В отношении философского произведения также лучше следовать идее, духу (а не букве) мыслителя, рассматривая текст как единое целое. М. Бахтин акцентировал, что любой текст не существует независимо от его интерпретаций. Если «текст есть прежде всего диалог, или молчаливое овнутрение последнего, что мы и называем мышлением, то есть философией как бесконечным усилием понятия» [12, 118], то начинает философия свое дело с формирования способности самостоятельно «додумать до конца энергии понятий» [13, 11], осуществляя их деструкцию и реконструкцию усилием мысли. Подобная мысль близка П. Флоренскому, который свидетельствует: «При полной внутренней определенности своей это искомое нами слово дает простор нашему духу еще и еще возвращаться к слову, не наскучивая им, не исчерпав его, не ощущая направляющего его воздействия как чего-то насильственно-принудительного, стесняющего духовное творчество. Возвращаясь к этому слову, мы каждый раз находим в нем новое себе питание, источник новых сил и новых обогащений» [14, 203]. И еще одно наблюдение: «... наслаждение изящными произведениями художества длится бесконечно; мы думаем все глубже в них проникнуть, — они же все вновь возбуждают наши чувства, и нет такого дна, где душа их совершенно бы исчерпала. В них горит как будто неугасимый елей жизни» [15, 75-76].

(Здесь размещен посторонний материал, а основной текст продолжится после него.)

#![forbid(unsafe_code)]
//! Position queries built on top of `mmcif_blocks` output.
//! Everything here is a pure function over a parsed block list: feed in the
//! blocks and a `(line, character)` position to find what sits under a
//! cursor, the spans of a whole column, a category index for jumping around
//! a file, or confidence bands for predicted-model B-factor columns.

use std::collections::BTreeMap;

use mmcif_blocks::{Block, FieldDefinition, LineSource, ParsedDocument, ValueRange};
use serde::{Deserialize, Serialize};
use tracing::{debug, trace};

/// Lines scanned by [`is_model_cif`].
pub const MODEL_CIF_SCAN_LINES: usize = 500;

const CONFIDENCE_FIELD: &str = "B_iso_or_equiv";

/// A character span on one line.
#[derive(Clone, Copy, Debug, PartialEq, Eq, Hash, PartialOrd, Ord, Serialize, Deserialize)]
pub struct Span {
    pub line: usize,
    pub start: usize,
    pub length: usize,
}

impl Span {
    pub fn new(line: usize, start: usize, length: usize) -> Self {
        Self {
            line,
            start,
            length,
        }
    }

    pub fn end(&self) -> usize {
        self.start + self.length
    }

    /// Inclusive of the end offset.
    pub fn contains(&self, line: usize, character: usize) -> bool {
        self.line == line && character >= self.start && character <= self.end()
    }

    fn of_value(line: usize, range: &ValueRange) -> Self {
        Self::new(line, range.start, range.length)
    }
}

impl From<&FieldDefinition> for Span {
    fn from(field: &FieldDefinition) -> Self {
        Self::new(field.line, field.start, field.length)
    }
}

/// What part of a block a position falls on.
#[derive(Clone, Copy, Debug, PartialEq, Eq, Serialize, Deserialize)]
pub enum Target {
    /// The `_category` part of a field declaration.
    Category,
    /// The field part of a declaration, after the dot.
    Field,
    Value,
}

/// Result of [`locate`].
#[derive(Clone, Copy, Debug, PartialEq, Eq, Serialize, Deserialize)]
pub struct Hit {
    pub block_index: usize,
    pub column: usize,
    pub target: Target,
    pub span: Span,
}

/// First declaration of a category, for search and jump lists.
#[derive(Clone, Debug, PartialEq, Eq, Serialize, Deserialize)]
pub struct CategoryEntry {
    pub name: String,
    pub block_index: usize,
    pub span: Span,
}

/// pLDDT confidence classes used by AlphaFold-style models.
#[derive(Clone, Copy, Debug, PartialEq, Eq, Hash, PartialOrd, Ord, Serialize, Deserialize)]
pub enum ConfidenceBand {
    VeryLow,
    Low,
    High,
    VeryHigh,
}

impl ConfidenceBand {
    /// `> 90` very high, `> 70` high, `> 50` low, anything else very low.
    pub fn classify(plddt: f64) -> Self {
        if plddt > 90.0 {
            ConfidenceBand::VeryHigh
        } else if plddt > 70.0 {
            ConfidenceBand::High
        } else if plddt > 50.0 {
            ConfidenceBand::Low
        } else {
            ConfidenceBand::VeryLow
        }
    }
}

/// Span of the `_category` prefix in front of a field declaration.
///
/// The parser records the field part only; the category sits directly before
/// it, separated by the dot.
pub fn category_span(block: &Block, field: &FieldDefinition) -> Option<Span> {
    let length = block.category_name.chars().count();
    let start = field.start.checked_sub(length + 1)?;
    Some(Span::new(field.line, start, length))
}

/// Find the declaration or value under `(line, character)`.
///
/// Blocks are searched in order. Within a block field declarations win over
/// values, and the first match ends the search.
pub fn locate(blocks: &[Block], line: usize, character: usize) -> Option<Hit> {
    for (block_index, block) in blocks.iter().enumerate() {
        if let Some(hit) = locate_in_block(block, line, character) {
            return Some(Hit {
                block_index,
                ..hit
            });
        }
    }
    None
}

fn locate_in_block(block: &Block, line: usize, character: usize) -> Option<Hit> {
    for (column, field) in block.field_names.iter().enumerate() {
        if field.contains(line, character) {
            return Some(Hit {
                block_index: 0,
                column,
                target: Target::Field,
                span: Span::from(field),
            });
        }
        if let Some(span) = category_span(block, field).filter(|span| span.contains(line, character))
        {
            return Some(Hit {
                block_index: 0,
                column,
                target: Target::Category,
                span,
            });
        }
    }

    block
        .data_rows
        .iter()
        .filter(|row| row.line == line)
        .flat_map(|row| row.value_ranges.iter())
        .find(|range| range.contains(character))
        .map(|range| Hit {
            block_index: 0,
            column: range.column_index,
            target: Target::Value,
            span: Span::of_value(line, range),
        })
}

/// Header span of `column` followed by every value span in it, in row order.
pub fn column_ranges(block: &Block, column: usize) -> Vec<Span> {
    block
        .field(column)
        .map(Span::from)
        .into_iter()
        .chain(
            block
                .values_in_column(column)
                .map(|(line, range)| Span::of_value(line, range)),
        )
        .collect()
}

/// Spans to highlight for a cursor at `(line, character)`: the whole column
/// under it. Empty when nothing is hit or the cursor is on a category prefix.
pub fn highlight_at(blocks: &[Block], line: usize, character: usize) -> Vec<Span> {
    match locate(blocks, line, character) {
        Some(hit) if hit.target != Target::Category => {
            column_ranges(&blocks[hit.block_index], hit.column)
        }
        _ => Vec::new(),
    }
}

/// Unique category names in sorted order, each pointing at its first field
/// declaration in the document.
pub fn category_index(blocks: &[Block]) -> Vec<CategoryEntry> {
    let mut first_seen: BTreeMap<&str, (usize, Span)> = BTreeMap::new();
    for (block_index, block) in blocks.iter().enumerate() {
        if block.category_name.is_empty() {
            continue;
        }
        let span = block
            .field_names
            .first()
            .map(Span::from)
            .unwrap_or_else(|| Span::new(block.start_line, 0, 0));
        first_seen
            .entry(block.category_name.as_str())
            .or_insert((block_index, span));
    }
    first_seen
        .into_iter()
        .map(|(name, (block_index, span))| CategoryEntry {
            name: name.to_string(),
            block_index,
            span,
        })
        .collect()
}

/// Position of each block within its run of consecutive non-loop blocks of
/// the same category.
///
/// Loop blocks get 0 and reset the count, as does a change of category. A
/// category repeated back to back (a repeated field name closing the block)
/// yields 0, 1, 2, ... so alternating styles can tell the entries apart.
pub fn category_runs(blocks: &[Block]) -> Vec<usize> {
    let mut runs = Vec::with_capacity(blocks.len());
    let mut previous: Option<&str> = None;
    let mut ordinal = 0usize;
    for block in blocks {
        if block.is_loop {
            previous = None;
            ordinal = 0;
            runs.push(0);
            continue;
        }
        if previous == Some(block.category_name.as_str()) {
            ordinal += 1;
        } else {
            ordinal = 0;
        }
        previous = Some(block.category_name.as_str());
        runs.push(ordinal);
    }
    runs
}

/// Classify `B_iso_or_equiv` values of `atom_site` blocks as pLDDT scores.
///
/// `resolve_text` maps a value position to its raw text. Values that do not
/// parse as a number are skipped.
pub fn plddt_bands<'s, F>(blocks: &[Block], resolve_text: F) -> Vec<(Span, ConfidenceBand)>
where
    F: Fn(usize, &ValueRange) -> Option<&'s str>,
{
    let mut bands = Vec::new();
    for block in blocks.iter().filter(|block| block.category_name.contains("atom_site")) {
        let Some(column) = block.column_of(CONFIDENCE_FIELD) else {
            continue;
        };
        for (line, range) in block.values_in_column(column) {
            let Some(text) = resolve_text(line, range) else {
                continue;
            };
            match text.trim().parse::<f64>() {
                Ok(plddt) if !plddt.is_nan() => {
                    bands.push((Span::of_value(line, range), ConfidenceBand::classify(plddt)))
                }
                _ => trace!(line, value = text, "skipping non-numeric confidence value"),
            }
        }
    }
    debug!(values = bands.len(), "classified confidence values");
    bands
}

/// Confidence bands for a parsed document, or nothing when the document is
/// not a predicted model.
pub fn model_confidence(parsed: &ParsedDocument) -> Vec<(Span, ConfidenceBand)> {
    if !is_model_cif(parsed.document()) {
        return Vec::new();
    }
    plddt_bands(parsed.blocks(), |line, range| parsed.value_text(line, range))
}

/// Whether the source declares conformance to the ModelCIF dictionary
/// within its first [`MODEL_CIF_SCAN_LINES`] lines.
pub fn is_model_cif<L: LineSource + ?Sized>(source: &L) -> bool {
    (0..source.line_count().min(MODEL_CIF_SCAN_LINES))
        .filter_map(|index| source.line_at(index))
        .any(|line| line.contains("_audit_conform.dict_name") && line.contains("mmcif_ma.dic"))
}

Понятие, вовлеченное в процесс продумывания и являющееся сгустком мыслительного напряжения, предполагает адекватное (если не большее), но противостоящее ему живое усилие и силовое напряжение (мысли). Вернемся опять к Флоренскому, который, готовя спецкурс для студентов III курса Московской духовной семинарии, предлагает задуматься над при-

родой «термина». Terminus — граница, межа. В давние времена неподвижный Терм олицетворял нерушимость права собственности. Если обратиться к античной мифологии, в которой Терм — охранитель собственности — был функциональным богом, то согласно древнеримской версии, сам Юпитер, пожелавший найти место на Капитолийском холме для храма, оказался заложником Терма, обосновавшегося на холме задолго до прихода верховного божества. В контексте философского осмысления «термин» предстает как охранитель понятия. Термин — это грань понятия, которая, с одной стороны, свидетельствует о способности мышления к самоопределению, то есть полаганию собственных границ. А с другой — граница предстает не как внешнее понятийному содержанию, но его же собственной деятельностью: подвижной неподвижностью усилия мысли. Понятийная неподвижность понятия провоцирует силовое напряжение мысли философа. «И чем неподвижнее термин, тем отчетливее и тверже стоит он перед сознанием, тем большая требуется жизнь мысли» [14, 226].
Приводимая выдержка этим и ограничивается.